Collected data

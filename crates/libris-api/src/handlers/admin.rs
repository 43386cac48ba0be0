//! Owner-only maintenance endpoints

use crate::audit::{audit_log, AuditEvent};
use crate::auth::AuthenticatedUser;
use crate::error::AppError;
use crate::state::AppState;
use axum::{extract::State, Extension, Json};
use serde::{Deserialize, Serialize};
use std::sync::Arc;
use utoipa::ToSchema;

/// Result of an expiry sweep
#[derive(Debug, Serialize, Deserialize, ToSchema)]
pub struct PurgeResponse {
    /// Number of expired refresh tokens removed
    pub deleted: u64,
}

/// Delete expired refresh tokens now instead of waiting for the sweeper
#[utoipa::path(
    post,
    path = "/api/v1/admin/refresh-tokens/purge",
    tag = "admin",
    responses(
        (status = 200, description = "Expired refresh tokens removed", body = PurgeResponse),
        (status = 401, description = "Not authenticated", body = crate::error::ApiError),
        (status = 403, description = "Caller is not an owner", body = crate::error::ApiError),
    ),
    security(("bearer_auth" = []))
)]
pub async fn purge_refresh_tokens_handler(
    State(state): State<Arc<AppState>>,
    Extension(user): Extension<AuthenticatedUser>,
) -> Result<Json<PurgeResponse>, AppError> {
    let deleted = state.auth.purge_expired().await?;

    audit_log(&AuditEvent::RefreshTokensPurged {
        deleted,
        triggered_by: Some(user.user_id),
    });

    Ok(Json(PurgeResponse { deleted }))
}
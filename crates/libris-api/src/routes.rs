//! API route definitions

use crate::auth::{require_authenticated, require_role};
use crate::handlers::{admin, auth};
use crate::state::AppState;
use axum::{
    middleware,
    routing::{get, post},
    Router,
};
use libris_core::UserRole;
use std::sync::Arc;

const OWNER_ONLY: &[UserRole] = &[UserRole::Owner];

/// Create API v1 routes
pub fn api_routes(state: Arc<AppState>) -> Router<Arc<AppState>> {
    // Public routes (no authentication required)
    let public_routes = Router::new()
        .route("/auth/register", post(auth::register_handler))
        .route("/auth/login", post(auth::login_handler))
        .route("/auth/refresh", post(auth::refresh_handler));

    // Protected routes (authentication required)
    let protected_routes = Router::new()
        .route("/auth/logout", post(auth::logout_handler))
        .route("/auth/me", get(auth::me_handler))
        .route_layer(middleware::from_fn_with_state(
            state.clone(),
            require_authenticated,
        ));

    // Owner-only routes; layers run bottom-up, so authentication comes first
    let owner_routes = Router::new()
        .route(
            "/admin/refresh-tokens/purge",
            post(admin::purge_refresh_tokens_handler),
        )
        .route_layer(middleware::from_fn_with_state(
            state.clone(),
            require_role(OWNER_ONLY),
        ))
        .route_layer(middleware::from_fn_with_state(state, require_authenticated));

    Router::new()
        .merge(public_routes)
        .merge(protected_routes)
        .merge(owner_routes)
}
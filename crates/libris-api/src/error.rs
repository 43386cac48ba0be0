//! API error handling
//!
//! Every failure leaves the API as `{error, message, code}`. Internal
//! failures keep their cause for the log and show clients a generic message.

use axum::{
    extract::rejection::JsonRejection,
    http::StatusCode,
    response::{IntoResponse, Response},
    Json,
};
use libris_core::LibrisError;
use serde::{Deserialize, Serialize};
use thiserror::Error;
use utoipa::ToSchema;

use crate::auth::jwt::TokenError;
use crate::auth::password::PasswordError;

/// API error response body
#[derive(Debug, Clone, PartialEq, Serialize, Deserialize, ToSchema)]
pub struct ApiError {
    /// Error kind, e.g. `UNAUTHORIZED`
    pub error: String,
    /// Human-readable message
    pub message: String,
    /// Numeric application error code
    pub code: u16,
}

/// Application error type
#[derive(Debug, Error)]
pub enum AppError {
    #[error("{0}")]
    Validation(String),

    #[error("{0}")]
    Unauthorized(String),

    #[error("{0}")]
    Forbidden(String),

    #[error("{0}")]
    AlreadyExists(String),

    #[error("{0}")]
    NotFound(String),

    #[error("{message}: {source}")]
    Internal {
        message: String,
        #[source]
        source: anyhow::Error,
    },
}

impl AppError {
    /// Wrap a primitive failure with a description for the log
    pub fn internal(message: impl Into<String>, source: impl Into<anyhow::Error>) -> Self {
        AppError::Internal {
            message: message.into(),
            source: source.into(),
        }
    }

    pub fn status(&self) -> StatusCode {
        match self {
            AppError::Validation(_) => StatusCode::BAD_REQUEST,
            AppError::Unauthorized(_) => StatusCode::UNAUTHORIZED,
            AppError::Forbidden(_) => StatusCode::FORBIDDEN,
            AppError::AlreadyExists(_) => StatusCode::CONFLICT,
            AppError::NotFound(_) => StatusCode::NOT_FOUND,
            AppError::Internal { .. } => StatusCode::INTERNAL_SERVER_ERROR,
        }
    }

    /// Numeric application code carried in the response body
    pub fn code(&self) -> u16 {
        match self {
            AppError::Validation(_) => 1001,
            AppError::NotFound(_) => 1002,
            AppError::Unauthorized(_) => 1003,
            AppError::Forbidden(_) => 1004,
            AppError::AlreadyExists(_) => 1005,
            AppError::Internal { .. } => 1006,
        }
    }

    fn kind(&self) -> &'static str {
        match self {
            AppError::Validation(_) => "VALIDATION_ERROR",
            AppError::Unauthorized(_) => "UNAUTHORIZED",
            AppError::Forbidden(_) => "FORBIDDEN",
            AppError::AlreadyExists(_) => "ALREADY_EXISTS",
            AppError::NotFound(_) => "NOT_FOUND",
            AppError::Internal { .. } => "INTERNAL_ERROR",
        }
    }

    /// Response body for this error; internal details never reach it
    pub fn to_api_error(&self) -> ApiError {
        let message = match self {
            AppError::Validation(msg)
            | AppError::Unauthorized(msg)
            | AppError::Forbidden(msg)
            | AppError::AlreadyExists(msg)
            | AppError::NotFound(msg) => msg.clone(),
            AppError::Internal { .. } => "internal server error".to_string(),
        };

        ApiError {
            error: self.kind().to_string(),
            message,
            code: self.code(),
        }
    }
}

impl IntoResponse for AppError {
    fn into_response(self) -> Response {
        if let AppError::Internal { message, source } = &self {
            tracing::error!(code = self.code(), error = ?source, "{message}");
        }

        (self.status(), Json(self.to_api_error())).into_response()
    }
}

impl From<LibrisError> for AppError {
    fn from(err: LibrisError) -> Self {
        match err {
            LibrisError::Duplicate(what) => AppError::AlreadyExists(format!("{what} already exists")),
            LibrisError::NotFound(what) => AppError::NotFound(format!("{what} not found")),
            other => AppError::internal("storage operation failed", other),
        }
    }
}

impl From<PasswordError> for AppError {
    fn from(err: PasswordError) -> Self {
        AppError::internal("password hashing failed", err)
    }
}

impl From<TokenError> for AppError {
    fn from(err: TokenError) -> Self {
        match err {
            TokenError::Encoding(_) => AppError::internal("token signing failed", err),
            TokenError::InvalidToken | TokenError::ExpiredToken => {
                AppError::Unauthorized("invalid or expired token".to_string())
            }
        }
    }
}

impl From<JsonRejection> for AppError {
    fn from(rejection: JsonRejection) -> Self {
        AppError::Validation(rejection.body_text())
    }
}
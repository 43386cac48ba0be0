//! libris core - domain models, configuration and persistence traits
//!
//! This crate defines the abstractions the auth core plugs into:
//! - Account and session models (users, refresh tokens, roles)
//! - Common error types
//! - Persistence collaborator traits with PostgreSQL and in-memory backends
//! - Configuration management

pub mod config;
pub mod models;
pub mod store;

pub use config::{
    AppConfig, AuthConfig, ConfigError, DatabaseBackend, DatabaseConfig, LoggingConfig,
    RevocationMode, SeedOwnerConfig, ServerConfig,
};
pub use models::{now_micros, NewUser, RefreshToken, User, UserPublic, UserRole};
pub use store::{
    MemoryRefreshTokenStore, MemoryStore, MemoryUserDirectory, PgRefreshTokenStore, PgStore,
    PgUserDirectory, RefreshTokenStore, UserDirectory,
};

use thiserror::Error;

// ============================================================================
// Error Types
// ============================================================================

/// Core error types for persistence and configuration
#[derive(Error, Debug)]
pub enum LibrisError {
    #[error("Not found: {0}")]
    NotFound(String),

    #[error("Already exists: {0}")]
    Duplicate(String),

    #[error("Database error: {0}")]
    DatabaseError(String),

    #[error("Corrupt record: {0}")]
    CorruptRecord(String),

    #[error("Configuration error: {0}")]
    ConfigError(#[from] ConfigError),

    #[error(transparent)]
    Other(#[from] anyhow::Error),
}

pub type Result<T> = std::result::Result<T, LibrisError>;
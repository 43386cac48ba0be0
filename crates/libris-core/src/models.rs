//! Domain models for accounts and sessions
//!
//! - User: account record including the access-token invalidation cutoff
//! - RefreshToken: stored digest of a long-lived, single-use refresh secret
//! - UserPublic: projection safe to hand to clients

use chrono::{DateTime, SubsecRound, Utc};
use serde::{Deserialize, Serialize};
use utoipa::ToSchema;

use crate::LibrisError;

/// Current time at the resolution every store keeps (microseconds)
///
/// PostgreSQL `TIMESTAMPTZ` keeps microseconds, so cutoffs and issue
/// times are truncated the same way before they are compared.
pub fn now_micros() -> DateTime<Utc> {
    Utc::now().trunc_subsecs(6)
}

/// User role
///
/// - Owner: full content-management rights
/// - Member: consumption, save, like and comment rights
#[derive(Debug, Clone, Copy, Serialize, Deserialize, PartialEq, Eq, Hash, ToSchema)]
#[serde(rename_all = "lowercase")]
pub enum UserRole {
    Owner,
    Member,
}

impl UserRole {
    pub fn as_str(&self) -> &'static str {
        match self {
            UserRole::Owner => "owner",
            UserRole::Member => "member",
        }
    }
}

impl std::str::FromStr for UserRole {
    type Err = LibrisError;

    /// Exact match only; anything else is a corrupt record, never a default role
    fn from_str(s: &str) -> Result<Self, Self::Err> {
        match s {
            "owner" => Ok(UserRole::Owner),
            "member" => Ok(UserRole::Member),
            other => Err(LibrisError::CorruptRecord(format!("unknown role '{other}'"))),
        }
    }
}

impl std::fmt::Display for UserRole {
    fn fmt(&self, f: &mut std::fmt::Formatter<'_>) -> std::fmt::Result {
        write!(f, "{}", self.as_str())
    }
}

/// User account model
///
/// This maps to the `users` table.
#[derive(Debug, Clone, Serialize, Deserialize)]
pub struct User {
    /// Unique user identifier
    pub id: String,

    /// Email address (unique, compared exactly as stored)
    pub email: String,

    /// Argon2id PHC string; never serialized in API responses
    #[serde(skip_serializing)]
    pub password_hash: String,

    pub first_name: String,
    pub last_name: String,
    pub role: UserRole,
    pub created_at: DateTime<Utc>,
    pub updated_at: DateTime<Utc>,

    /// Access tokens issued before this instant are rejected
    #[serde(skip_serializing_if = "Option::is_none")]
    pub token_invalidated_at: Option<DateTime<Utc>>,
}

impl User {
    /// Whether an access token issued at `issued_at` predates the invalidation cutoff
    pub fn is_token_revoked(&self, issued_at: DateTime<Utc>) -> bool {
        match self.token_invalidated_at {
            Some(cutoff) => issued_at < cutoff,
            None => false,
        }
    }

    /// Convert user to public representation (without sensitive fields)
    pub fn to_public(&self) -> UserPublic {
        UserPublic {
            id: self.id.clone(),
            email: self.email.clone(),
            first_name: self.first_name.clone(),
            last_name: self.last_name.clone(),
            role: self.role,
            created_at: self.created_at,
        }
    }
}

/// Fields supplied when creating a user; the store assigns id and timestamps
#[derive(Debug, Clone)]
pub struct NewUser {
    pub email: String,
    pub password_hash: String,
    pub first_name: String,
    pub last_name: String,
    pub role: UserRole,
}

/// Public user representation (safe for API responses)
#[derive(Debug, Clone, Serialize, Deserialize, PartialEq, ToSchema)]
pub struct UserPublic {
    pub id: String,
    pub email: String,
    pub first_name: String,
    pub last_name: String,
    pub role: UserRole,
    pub created_at: DateTime<Utc>,
}

/// Refresh token model
///
/// Only the SHA-256 digest of the secret is stored.
/// This maps to the `refresh_tokens` table.
#[derive(Debug, Clone, Serialize, Deserialize)]
pub struct RefreshToken {
    pub id: String,

    /// Owning user
    pub user_id: String,

    /// Hex SHA-256 digest of the opaque token (unique)
    pub token_hash: String,

    pub expires_at: DateTime<Utc>,
    pub created_at: DateTime<Utc>,
}

impl RefreshToken {
    /// Expired once the current time is strictly past `expires_at`
    pub fn is_expired_at(&self, now: DateTime<Utc>) -> bool {
        now > self.expires_at
    }
}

§ **Problem statement**
Restate, word for word and with nothing added, the lines from the beginning of the records above through the line that contains "routes (authentication required)".

§ **Your response**
filename crates/libris-api/src/handlers/admin.rs
repository 43386cac48ba0be0
//! Owner-only maintenance endpoints

use crate::audit::{audit_log, AuditEvent};
use crate::auth::AuthenticatedUser;
use crate::error::AppError;
use crate::state::AppState;
use axum::{extract::State, Extension, Json};
use serde::{Deserialize, Serialize};
use std::sync::Arc;
use utoipa::ToSchema;

/// Result of an expiry sweep
#[derive(Debug, Serialize, Deserialize, ToSchema)]
pub struct PurgeResponse {
    /// Number of expired refresh tokens removed
    pub deleted: u64,
}

/// Delete expired refresh tokens now instead of waiting for the sweeper
#[utoipa::path(
    post,
    path = "/api/v1/admin/refresh-tokens/purge",
    tag = "admin",
    responses(
        (status = 200, description = "Expired refresh tokens removed", body = PurgeResponse),
        (status = 401, description = "Not authenticated", body = crate::error::ApiError),
        (status = 403, description = "Caller is not an owner", body = crate::error::ApiError),
    ),
    security(("bearer_auth" = []))
)]
pub async fn purge_refresh_tokens_handler(
    State(state): State<Arc<AppState>>,
    Extension(user): Extension<AuthenticatedUser>,
) -> Result<Json<PurgeResponse>, AppError> {
    let deleted = state.auth.purge_expired().await?;

    audit_log(&AuditEvent::RefreshTokensPurged {
        deleted,
        triggered_by: Some(user.user_id),
    });

    Ok(Json(PurgeResponse { deleted }))
}
filename crates/libris-api/src/routes.rs
//! API route definitions

use crate::auth::{require_authenticated, require_role};
use crate::handlers::{admin, auth};
use crate::state::AppState;
use axum::{
    middleware,
    routing::{get, post},
    Router,
};
use libris_core::UserRole;
use std::sync::Arc;

const OWNER_ONLY: &[UserRole] = &[UserRole::Owner];

/// Create API v1 routes
pub fn api_routes(state: Arc<AppState>) -> Router<Arc<AppState>> {
    // Public routes (no authentication required)
    let public_routes = Router::new()
        .route("/auth/register", post(auth::register_handler))
        .route("/auth/login", post(auth::login_handler))
        .route("/auth/refresh", post(auth::refresh_handler));

    // Protected routes (authentication required)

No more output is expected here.